The goal of the graph data processing (GDP) course is to provide a broad introduction to effective graph algorithms in data science and network analysis.
The course features two modules:
The network science module. Here we look as the analysis of networks from the perspective of network science. The lectures will follow chapters 2, 3, 4, 5, and 10 from Barabasi’s Network Science (NS) book. Some questions we will answer are:
- How are networks formed?
- Can we model them effectively and what network properties can be predicted accurately?
- What is the role of hubs in information spreading and why are epidemics so difficult to contain?
The learning on graphs module. A major effort will be given to show that existing data analysis techniques can be extended (and enhanced) on graphs. To do so, we will present strong mathematical tools based on linear and non-linear graph spectral harmonic analysis.
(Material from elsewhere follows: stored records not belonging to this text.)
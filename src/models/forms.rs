// SPDX-License-Identifier: MIT
// Copyright 2026 Roland Dreier <roland@rolandd.dev>

//! Sign-in and registration forms with their local validation rules.

use serde::Serialize;
use std::borrow::Cow;
use std::collections::BTreeMap;
#[cfg(feature = "binding-generation")]
use ts_rs::TS;
use validator::{Validate, ValidationError, ValidationErrors};

/// Characters that satisfy the registration "special character" rule.
pub const PASSWORD_SPECIAL_CHARS: &str = "@$+/!%*?&";

/// Field name to every message that field failed with.
pub type FieldErrors = BTreeMap<String, Vec<String>>;

/// Login form as submitted.
#[derive(Clone, Serialize, Validate)]
pub struct LoginForm {
    #[validate(email(message = "Invalid email address"))]
    pub email: String,
    #[validate(length(min = 1, message = "Password is required"))]
    pub password: String,
}

impl LoginForm {
    /// Pick the login fields out of a submitted form. Missing fields are
    /// empty so validation reports them.
    pub fn from_fields(fields: &BTreeMap<String, String>) -> Self {
        Self {
            email: field(fields, "email"),
            password: field(fields, "password"),
        }
    }
}

impl std::fmt::Debug for LoginForm {
    fn fmt(&self, f: &mut std::fmt::Formatter<'_>) -> std::fmt::Result {
        f.debug_struct("LoginForm")
            .field("email", &self.email)
            .field("password", &"[REDACTED]")
            .finish()
    }
}

/// Registration form as submitted.
#[derive(Clone, Validate)]
pub struct RegisterForm {
    #[validate(
        length(min = 1, message = "Your email address is required"),
        email(message = "Your email address is invalid")
    )]
    pub email: String,
    #[validate(
        length(min = 8, message = "Password must be at least 8 characters"),
        custom(function = "has_uppercase"),
        custom(function = "has_lowercase"),
        custom(function = "has_digit"),
        custom(function = "has_special_char")
    )]
    pub password: String,
}

impl RegisterForm {
    pub fn from_fields(fields: &BTreeMap<String, String>) -> Self {
        Self {
            email: field(fields, "email"),
            password: field(fields, "password"),
        }
    }
}

impl std::fmt::Debug for RegisterForm {
    fn fmt(&self, f: &mut std::fmt::Formatter<'_>) -> std::fmt::Result {
        f.debug_struct("RegisterForm")
            .field("email", &self.email)
            .field("password", &"[REDACTED]")
            .finish()
    }
}

fn field(fields: &BTreeMap<String, String>, name: &str) -> String {
    fields.get(name).cloned().unwrap_or_default()
}

fn rule(
    value: &str,
    code: &'static str,
    message: &'static str,
    pred: impl Fn(char) -> bool,
) -> Result<(), ValidationError> {
    if value.chars().any(pred) {
        return Ok(());
    }
    let mut err = ValidationError::new(code);
    err.message = Some(Cow::Borrowed(message));
    Err(err)
}

fn has_uppercase(value: &str) -> Result<(), ValidationError> {
    rule(
        value,
        "uppercase",
        "Password must contain at least one uppercase letter",
        |c| c.is_ascii_uppercase(),
    )
}

fn has_lowercase(value: &str) -> Result<(), ValidationError> {
    rule(
        value,
        "lowercase",
        "Password must contain at least one lowercase letter",
        |c| c.is_ascii_lowercase(),
    )
}

fn has_digit(value: &str) -> Result<(), ValidationError> {
    rule(
        value,
        "digit",
        "Password must contain at least one digit",
        |c| c.is_ascii_digit(),
    )
}

fn has_special_char(value: &str) -> Result<(), ValidationError> {
    rule(
        value,
        "special",
        "Password must contain at least one special character",
        |c| PASSWORD_SPECIAL_CHARS.contains(c),
    )
}

/// Flatten validator output into field -> messages.
pub fn field_errors(errors: &ValidationErrors) -> FieldErrors {
    errors
        .field_errors()
        .into_iter()
        .map(|(name, errs)| {
            let messages = errs
                .iter()
                .map(|e| match &e.message {
                    Some(msg) => msg.to_string(),
                    None => e.code.to_string(),
                })
                .collect();
            (name.to_string(), messages)
        })
        .collect()
}

/// JSON body returned by a form action that did not sign the user in.
#[derive(Debug, Default, Serialize)]
#[cfg_attr(feature = "binding-generation", derive(TS))]
#[cfg_attr(
    feature = "binding-generation",
    ts(export, export_to = "web/src/lib/generated/")
)]
pub struct ActionData {
    #[serde(skip_serializing_if = "Option::is_none")]
    pub errors: Option<FieldErrors>,
    #[serde(skip_serializing_if = "std::ops::Not::not")]
    pub error: bool,
    #[serde(skip_serializing_if = "Option::is_none")]
    pub message: Option<String>,
}

impl ActionData {
    pub fn invalid(errors: FieldErrors) -> Self {
        Self {
            errors: Some(errors),
            ..Self::default()
        }
    }

    pub fn failed(message: impl Into<String>) -> Self {
        Self {
            error: true,
            message: Some(message.into()),
            ..Self::default()
        }
    }
}

#[cfg(test)]
mod tests {
    use super::*;

    fn form(email: &str, password: &str) -> BTreeMap<String, String> {
        BTreeMap::from([
            ("email".to_string(), email.to_string()),
            ("password".to_string(), password.to_string()),
        ])
    }

    #[test]
    fn test_register_password_missing_uppercase_and_special() {
        let errors = RegisterForm::from_fields(&form("a@b.com", "abc12345"))
            .validate()
            .unwrap_err();
        let errors = field_errors(&errors);

        let password = &errors["password"];
        assert_eq!(password.len(), 2, "got {password:?}");
        assert!(password.iter().any(|m| m.contains("uppercase")));
        assert!(password.iter().any(|m| m.contains("special character")));
        assert!(!errors.contains_key("email"));
    }

    #[test]
    fn test_register_strong_password_passes() {
        assert!(RegisterForm::from_fields(&form("a@b.com", "Abc123$5"))
            .validate()
            .is_ok());
    }

    #[test]
    fn test_register_reports_every_failing_rule() {
        let errors = RegisterForm::from_fields(&form("", "")).validate().unwrap_err();
        let errors = field_errors(&errors);

        // Length plus the four character-class rules.
        assert_eq!(errors["password"].len(), 5);
        assert!(errors["email"]
            .iter()
            .any(|m| m == "Your email address is required"));
    }

    #[test]
    fn test_login_requires_valid_email_and_password() {
        let errors = LoginForm::from_fields(&BTreeMap::new())
            .validate()
            .unwrap_err();
        let errors = field_errors(&errors);
        assert_eq!(errors["email"], vec!["Invalid email address"]);
        assert_eq!(errors["password"], vec!["Password is required"]);

        assert!(LoginForm::from_fields(&form("a@b.com", "secret123"))
            .validate()
            .is_ok());
    }

    #[test]
    fn test_login_form_debug_hides_password() {
        let login = LoginForm::from_fields(&form("a@b.com", "secret123"));
        assert!(!format!("{login:?}").contains("secret123"));
    }

    #[test]
    fn test_action_data_shape() {
        let failed = serde_json::to_value(ActionData::failed("bad credentials")).unwrap();
        assert_eq!(
            failed,
            serde_json::json!({"error": true, "message": "bad credentials"})
        );

        let invalid = serde_json::to_value(ActionData::invalid(FieldErrors::from([(
            "email".to_string(),
            vec!["Invalid email address".to_string()],
        )])))
        .unwrap();
        assert_eq!(
            invalid,
            serde_json::json!({"errors": {"email": ["Invalid email address"]}})
        );
    }
}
Some key points covered are:
- How can graphs combat the curse of dimensionality?
- Why is the graph spectrum important?
- How to solve graph problems related to unsupervised and supervised learning, recommendation, visualization?
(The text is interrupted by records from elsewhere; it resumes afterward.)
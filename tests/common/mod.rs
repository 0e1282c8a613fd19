// SPDX-License-Identifier: MIT
// Copyright 2026 Roland Dreier <roland@rolandd.dev>

use axum::{
    extract::State,
    http::{header, HeaderMap, HeaderValue, StatusCode},
    response::{IntoResponse, Response},
    routing::{get, post},
    Json, Router,
};
use serde_json::{json, Value};
use shifty_web::config::Config;
use shifty_web::routes::create_router;
use shifty_web::AppState;
use std::sync::atomic::{AtomicUsize, Ordering};
use std::sync::{Arc, Mutex};

/// In-process stand-in for the Shifty auth API.
///
/// Tokens: `tok-1` is valid, `tok-bad-email` and `tok-no-sub` return
/// malformed identities, anything else is rejected with 401.
///
/// Login refusals for `blank@b.com` and `listed@b.com` carry an empty and a
/// list-valued `message`; registering `quiet@b.com` returns `error: true`
/// with an empty message.
#[derive(Default)]
#[allow(dead_code)]
pub struct MockAuth {
    pub identity_calls: AtomicUsize,
    pub submissions: AtomicUsize,
    pub last_register: Mutex<Option<Value>>,
}

#[allow(dead_code)]
impl MockAuth {
    pub fn identity_calls(&self) -> usize {
        self.identity_calls.load(Ordering::SeqCst)
    }

    pub fn submissions(&self) -> usize {
        self.submissions.load(Ordering::SeqCst)
    }
}

async fn identity(State(mock): State<Arc<MockAuth>>, headers: HeaderMap) -> Response {
    mock.identity_calls.fetch_add(1, Ordering::SeqCst);

    let token = headers
        .get(header::AUTHORIZATION)
        .and_then(|h| h.to_str().ok())
        .and_then(|h| h.strip_prefix("Bearer "));

    match token {
        Some("tok-1") => {
            Json(json!({"id": "u1", "email": "a@b.com", "subscriptionId": "sub-1"}))
                .into_response()
        }
        Some("tok-bad-email") => {
            Json(json!({"id": "u2", "email": "not-an-email", "subscriptionId": "sub-2"}))
                .into_response()
        }
        Some("tok-no-sub") => Json(json!({"id": "u3", "email": "c@d.com"})).into_response(),
        _ => (
            StatusCode::UNAUTHORIZED,
            Json(json!({"message": "invalid token"})),
        )
            .into_response(),
    }
}

async fn login(State(mock): State<Arc<MockAuth>>, Json(body): Json<Value>) -> Response {
    mock.submissions.fetch_add(1, Ordering::SeqCst);

    match (body["email"].as_str(), body["password"].as_str()) {
        (Some("a@b.com"), Some("secret123")) => {
            Json(json!({"access_token": "tok-1"})).into_response()
        }
        (Some("tokenless@b.com"), _) => Json(json!({})).into_response(),
        (Some("blank@b.com"), _) => {
            (StatusCode::BAD_REQUEST, Json(json!({"message": ""}))).into_response()
        }
        (Some("listed@b.com"), _) => (
            StatusCode::BAD_REQUEST,
            Json(json!({"message": ["email must be verified", "account is locked"]})),
        )
            .into_response(),
        _ => (
            StatusCode::UNAUTHORIZED,
            Json(json!({"message": "bad credentials"})),
        )
            .into_response(),
    }
}

async fn register(State(mock): State<Arc<MockAuth>>, Json(body): Json<Value>) -> Response {
    mock.submissions.fetch_add(1, Ordering::SeqCst);
    *mock.last_register.lock().unwrap() = Some(body.clone());

    if body["email"] == "taken@b.com" {
        Json(json!({"error": true, "message": "Email already registered"})).into_response()
    } else if body["email"] == "quiet@b.com" {
        Json(json!({"error": true, "message": ""})).into_response()
    } else if body["email"] == "broken@b.com" {
        (StatusCode::INTERNAL_SERVER_ERROR, "upstream exploded").into_response()
    } else {
        Json(json!({"access_token": "tok-1"})).into_response()
    }
}

/// Start the mock auth API on an ephemeral port. Returns its base URL.
#[allow(dead_code)]
pub async fn spawn_mock_auth() -> (String, Arc<MockAuth>) {
    let mock = Arc::new(MockAuth::default());
    let app = Router::new()
        .route("/auth", get(identity))
        .route("/auth/login", post(login))
        .route("/auth/register", post(register))
        .with_state(mock.clone());

    let listener = tokio::net::TcpListener::bind("127.0.0.1:0")
        .await
        .expect("Failed to bind mock auth API");
    let addr = listener.local_addr().unwrap();
    tokio::spawn(async move {
        axum::serve(listener, app).await.unwrap();
    });

    (format!("http://{}", addr), mock)
}

/// Create a test app talking to `auth_api_url`.
/// Returns the router and the shared state.
#[allow(dead_code)]
pub fn create_test_app(auth_api_url: &str) -> (Router, Arc<AppState>) {
    create_test_app_with(Config {
        auth_api_url: auth_api_url.to_string(),
        ..Config::default()
    })
}

#[allow(dead_code)]
pub fn create_test_app_with(config: Config) -> (Router, Arc<AppState>) {
    let state = Arc::new(AppState::new(config).expect("Failed to build app state"));
    (create_router(state.clone()), state)
}

/// Mock auth API plus an app wired to it.
#[allow(dead_code)]
pub async fn create_test_app_with_mock() -> (Router, Arc<AppState>, Arc<MockAuth>) {
    let (url, mock) = spawn_mock_auth().await;
    let (app, state) = create_test_app(&url);
    (app, state, mock)
}

/// `Cookie` request header carrying a session that holds `token`.
#[allow(dead_code)]
pub fn session_cookie(state: &AppState, token: &str) -> HeaderValue {
    let set_cookie = state
        .sessions
        .set_token(&HeaderMap::new(), token)
        .expect("Failed to mint session cookie");
    cookie_from_set_cookie(&set_cookie)
}

/// The `name=value` part of a `Set-Cookie` value, as a browser would send it.
#[allow(dead_code)]
pub fn cookie_from_set_cookie(set_cookie: &HeaderValue) -> HeaderValue {
    let pair = set_cookie.to_str().unwrap().split(';').next().unwrap();
    HeaderValue::from_str(pair).unwrap()
}

/// Token stored in the session a `Set-Cookie` value would create.
#[allow(dead_code)]
pub fn token_in(state: &AppState, set_cookie: &HeaderValue) -> Option<String> {
    let mut headers = HeaderMap::new();
    headers.insert(header::COOKIE, cookie_from_set_cookie(set_cookie));
    state.sessions.get_token(&headers)
}

#[allow(dead_code)]
pub async fn body_json(response: Response) -> Value {
    let body = axum::body::to_bytes(response.into_body(), 64 * 1024)
        .await
        .unwrap();
    serde_json::from_slice(&body).unwrap()
}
The course is given in the University of Rennes in the fall of 2017. It builds on the EPFL course ‘A Network Tour of Data Science‘ given by Prof. Pascal Frossard and Prof. Pierre Vandergheynst in 2017 (and earlier by Xavier Bresson), as well as on Prof. Barabási’s class on Network Science.
- keywords: learning on graphs, graph-structured data, data science
- prerequisites: Graph theory, signal processing, convex optimization, basic probability theory
- instructor: Dr. Andreas Loukas
- advisor: Prof. Pierre Vandergheynst
Course schedule & syllabus
- 05/12/2017: Introduction (read chapter 2 of the NS book)
- 07/12/2017: Random networks (read chapter 3 of the NS book)
- 12/12/2017: Scale-free networks (read chapter 4 of the NS book)
- 14/12/2017: Network formation models (read chapter 5 of the NS book)
- 19/12/2017: Spreading phenomena and network epidemics (read chapter 10 of the NS book, skip 10.D)
- — Christmas break —
- 09/01/2018: Elements of spectral graph theory (chapters 1 (up to and including 1.4) and 2 (up to and including 2.3) from Fan Chung’s lectures.)
- 11/01/2018: Unsupervised learning with graphs: spectral clustering (read von Luxburg’s tutorial.)
- 16/01/2018: Unsupervised learning with graphs: dimensionality reduction (papers on ISOMAP, Laplacian Eigenmaps, and LLE )
- 18/01/2018: Project presentation
- 23/01/2018: Graph signal processing
- 25/01/2018: Written exam
The course takes place in room E110, building B02B, Beaulieu, Rennes.
Final grade = 0.5 project grade + 0.5 written exam grade.
If you are motivated to learn more, in addition to the project papers, you may consider the following references:
- The “Spectral Graph Theory” chapter from David Spielman’s book.
(to be updated)
In a nutshell: the objective is to grasp, implement, and present the essence of a state-of-the-art paper in the field.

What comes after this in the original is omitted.